2012: Cost-effective water delivery system in Fond des Blancs, Haiti including replacing the existing system with a new efficient pump
The Saint Boniface Haiti Foundation (SBHF) required a permanent solution for their unreliable water pump system in the rural village of Fond des Blancs, Haiti. This pumping system supplies a distribution network that provides water to a portion of the community for daily activities such as bathing, washing, and cooking. The ENGS 89/90 team worked in close coordination with SBHF to identify the problem behind this unreliability and began developing an effective solution for improving access to water. The pump system suffered from breakdowns and consequently failed to meet the needs of those relying on this system. Based on contact with SBHF staff in Fond des Blancs it is clear that the unreliability of this system was the most pressing problem with respect to water access in the community. Both SBHF and the community of Fond des Blancs lack the resources and skills to solve this problem independently, creating a need for engineering consultation, which will also be provided by the ENGS 89/90 team.
The broad goal of improving access to water requires that the team properly defines the scope of the problem. By working with SBHF to understand the social, market, and technical issues behind this problem, the team began to develop an appropriate space in which to determine the most effective solution. This was carried out through a methodical consideration of various alternatives that helped to identify the most appropriate strategy through a series of parameters. Identifying the pump system as the most critical component of the overall water system, and the linkage as the most unreliable piece of that component, led to its selection as the initial primary focus for the team.The student project headed by our classmate John Cholnoky’s son Robbie who also visited Haiti to collect data on the existing system and work on a more effective solar powered pumping system and recommend how St. Boniface can reduce erosion and better protect the pipes from breaking.
2011: Low-cost waste management system in Haiti to integrate with a $300 house
As a result of inadequate sanitation systems, 60% of Haitians do not have access to clean drinking water, 90% of children in Haiti have intestinal parasites or other waterborne diseases, and 72% of deaths in Haiti are caused by communicable diseases like cholera and hepatitis (in addition to tuberculosis, malaria, and AIDS). The project involves 3 parts: first is to design a system that allows waste to be removed and sustainably disposed of in a simple, time efficient and sanitary manner. This design will mitigate contact with human waste to reduce the stigma involved in maintaining the system. The second solution will attempt to create novel ways of treating pathogens in human feces because current methods generally render waste uninhabitable for microbial communities and prevent the return of nutrients to the environment. The third and final proposed solution is to redesign an American aerobic composting toilet. Modern composting toilets are odorless, degrade pathogens, require a minor amount of regular labor and achieve rapid degradation and significant consolidation of waste but can cost upwards of $1500. This design will incorporate local materials, cost as little as $40 and be simple enough to be constructed by someone with little to no building skill.

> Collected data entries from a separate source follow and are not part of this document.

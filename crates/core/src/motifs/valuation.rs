//! Soundness judgments and motif chaining
//!
//! Every balance here is seen from the side playing the tactic, after the
//! opponent's best single reply.

use crate::config::MotifConfig;

use super::types::{MotifId, MotifKind, TacticValue, TacticalMotifs, MATE_VALUE};

/// One piece hit by a fork.
#[derive(Debug, Clone, Copy, PartialEq, Eq)]
pub struct ForkTarget {
    pub is_king: bool,
    /// What taking this target nets if it stays put.
    pub gain: i32,
    /// Pinned targets cannot step out of the fork.
    pub pinned: bool,
}

/// `forker_risk` is what the opponent nets by capturing the forking piece
/// (zero or less when it cannot be taken profitably).
pub fn fork_value(targets: &[ForkTarget], forker_risk: i32) -> TacticValue {
    let (mut delta, mut notes) = if targets.iter().any(|t| t.is_king) {
        let best = targets
            .iter()
            .filter(|t| !t.is_king)
            .map(|t| t.gain)
            .max()
            .unwrap_or(0);
        (best, "the king must answer the check first".to_string())
    } else {
        let saved = targets
            .iter()
            .enumerate()
            .filter(|(_, t)| !t.pinned)
            .max_by_key(|(_, t)| t.gain)
            .map(|(i, _)| i);
        let remaining = targets
            .iter()
            .enumerate()
            .filter(|(i, _)| Some(*i) != saved)
            .map(|(_, t)| t.gain)
            .max()
            .unwrap_or(0);
        let notes = match saved {
            Some(_) if targets.iter().any(|t| t.pinned) => {
                "the best target is moved away; a pinned target cannot follow"
            }
            Some(_) => "the most valuable target is moved away",
            None => "every target is pinned and none can escape",
        };
        (remaining, notes.to_string())
    };

    if forker_risk > 0 && -forker_risk < delta {
        delta = -forker_risk;
        notes = "capturing the forking piece refutes it".to_string();
    }

    TacticValue::new(delta).with_notes(notes)
}

/// `duty_gains` holds what the attacker nets on each defended piece once the
/// overloaded defender has been drawn away.
pub fn overload_value(duty_gains: &[i32], mating_relevant: bool) -> TacticValue {
    if mating_relevant {
        let delta = duty_gains.iter().copied().max().unwrap_or(0).max(0);
        TacticValue::new(delta).with_notes("leaving a duty opens a mating square")
    } else {
        let delta = duty_gains.iter().copied().min().unwrap_or(0);
        TacticValue::new(delta).with_notes("the defender can keep only one duty")
    }
}

pub fn capturable_defender_value(defender_gain: i32, follow_up_gain: i32) -> TacticValue {
    TacticValue::new(defender_gain + follow_up_gain)
        .with_notes("removing the defender leaves the defended piece en prise")
}

pub fn mate_value(plies: u32) -> TacticValue {
    TacticValue::new(MATE_VALUE).with_notes(format!("forced mate in {} plies", plies))
}

/// Fill `related_motifs` according to the chaining tiers. Balances are left
/// untouched.
pub fn link_related(motifs: &mut TacticalMotifs, config: &MotifConfig) {
    if !config.chain_tier1 {
        return;
    }
    let mut links = direct_links(motifs);
    if config.chain_tier2 {
        links.extend(second_order_links(motifs));
    }
    for (from, to) in links {
        if let Some(value) = motifs.value_mut(from) {
            value.relate(to);
        }
    }
}

fn direct_links(motifs: &TacticalMotifs) -> Vec<(MotifId, MotifId)> {
    let mut links = Vec::new();

    for (i, fork) in motifs.forks.iter().enumerate() {
        for (j, pin) in motifs.pins.iter().enumerate() {
            if pin.pinning_piece.color == fork.piece.color
                && fork.target_squares.contains(&pin.pinned_square)
            {
                links.push((MotifId::new(MotifKind::Fork, i), MotifId::new(MotifKind::Pin, j)));
            }
        }
    }

    for (i, overloaded) in motifs.overloaded_pieces.iter().enumerate() {
        let id = MotifId::new(MotifKind::OverloadedPiece, i);
        let color = overloaded.piece.color;
        for (j, weakness) in motifs.back_rank_weaknesses.iter().enumerate() {
            if weakness.color == color {
                links.push((id, MotifId::new(MotifKind::BackRankWeakness, j)));
            }
        }
        for (j, threat) in motifs.mate_threats.iter().enumerate() {
            if threat.attacker != color {
                links.push((id, MotifId::new(MotifKind::MateThreat, j)));
            }
        }
    }

    for (i, capturable) in motifs.capturable_defenders.iter().enumerate() {
        for (j, hanging) in motifs.hanging_pieces.iter().enumerate() {
            if hanging.square == capturable.defender_square
                || hanging.square == capturable.defended_square
            {
                links.push((
                    MotifId::new(MotifKind::CapturableDefender, i),
                    MotifId::new(MotifKind::HangingPiece, j),
                ));
            }
        }
    }

    for (i, threat) in motifs.mate_threats.iter().enumerate() {
        for (j, weakness) in motifs.back_rank_weaknesses.iter().enumerate() {
            if weakness.color != threat.attacker {
                links.push((
                    MotifId::new(MotifKind::MateThreat, i),
                    MotifId::new(MotifKind::BackRankWeakness, j),
                ));
            }
        }
    }

    links
}

fn second_order_links(motifs: &TacticalMotifs) -> Vec<(MotifId, MotifId)> {
    let mut links = Vec::new();

    for (i, fork) in motifs.forks.iter().enumerate() {
        let fork_id = MotifId::new(MotifKind::Fork, i);
        for (j, overloaded) in motifs.overloaded_pieces.iter().enumerate() {
            if overloaded.piece.color != fork.piece.color
                && overloaded.duties.iter().any(|d| fork.target_squares.contains(d))
            {
                let overload_id = MotifId::new(MotifKind::OverloadedPiece, j);
                links.push((fork_id, overload_id));
                links.push((overload_id, fork_id));
            }
        }
        // A fork that hits a defender which can be taken for free.
        for (j, capturable) in motifs.capturable_defenders.iter().enumerate() {
            if capturable.defender.color != fork.piece.color
                && fork.target_squares.contains(&capturable.defender_square)
            {
                links.push((fork_id, MotifId::new(MotifKind::CapturableDefender, j)));
            }
        }
    }

    links
}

2010: Pico Hydro facility in Rwanda
In 2005, only 11% of Tanzanians had access to electricity. Although most households burn firewood or coal for heat and lighting, this contributes to severe deforestation and indoor pollution. Electricity, which avoids these issues, is a preferable means of improving productivity and educational opportunity by extending the length of the workday and powering appliances that improve quality of life. Therefore, rural electrification is an important focus of humanitarian groups.
Focus of the project was to revamp an existing small-scale hydropower system to improve the electricity generation through a more efficient turbine design.
This project won the Special Faculty Award for Academic Excellence and Service to Humanity, which is awarded annually to recognize a student, or team of students, in any degree program, for exemplary achievement related to the application of engineering in service to society.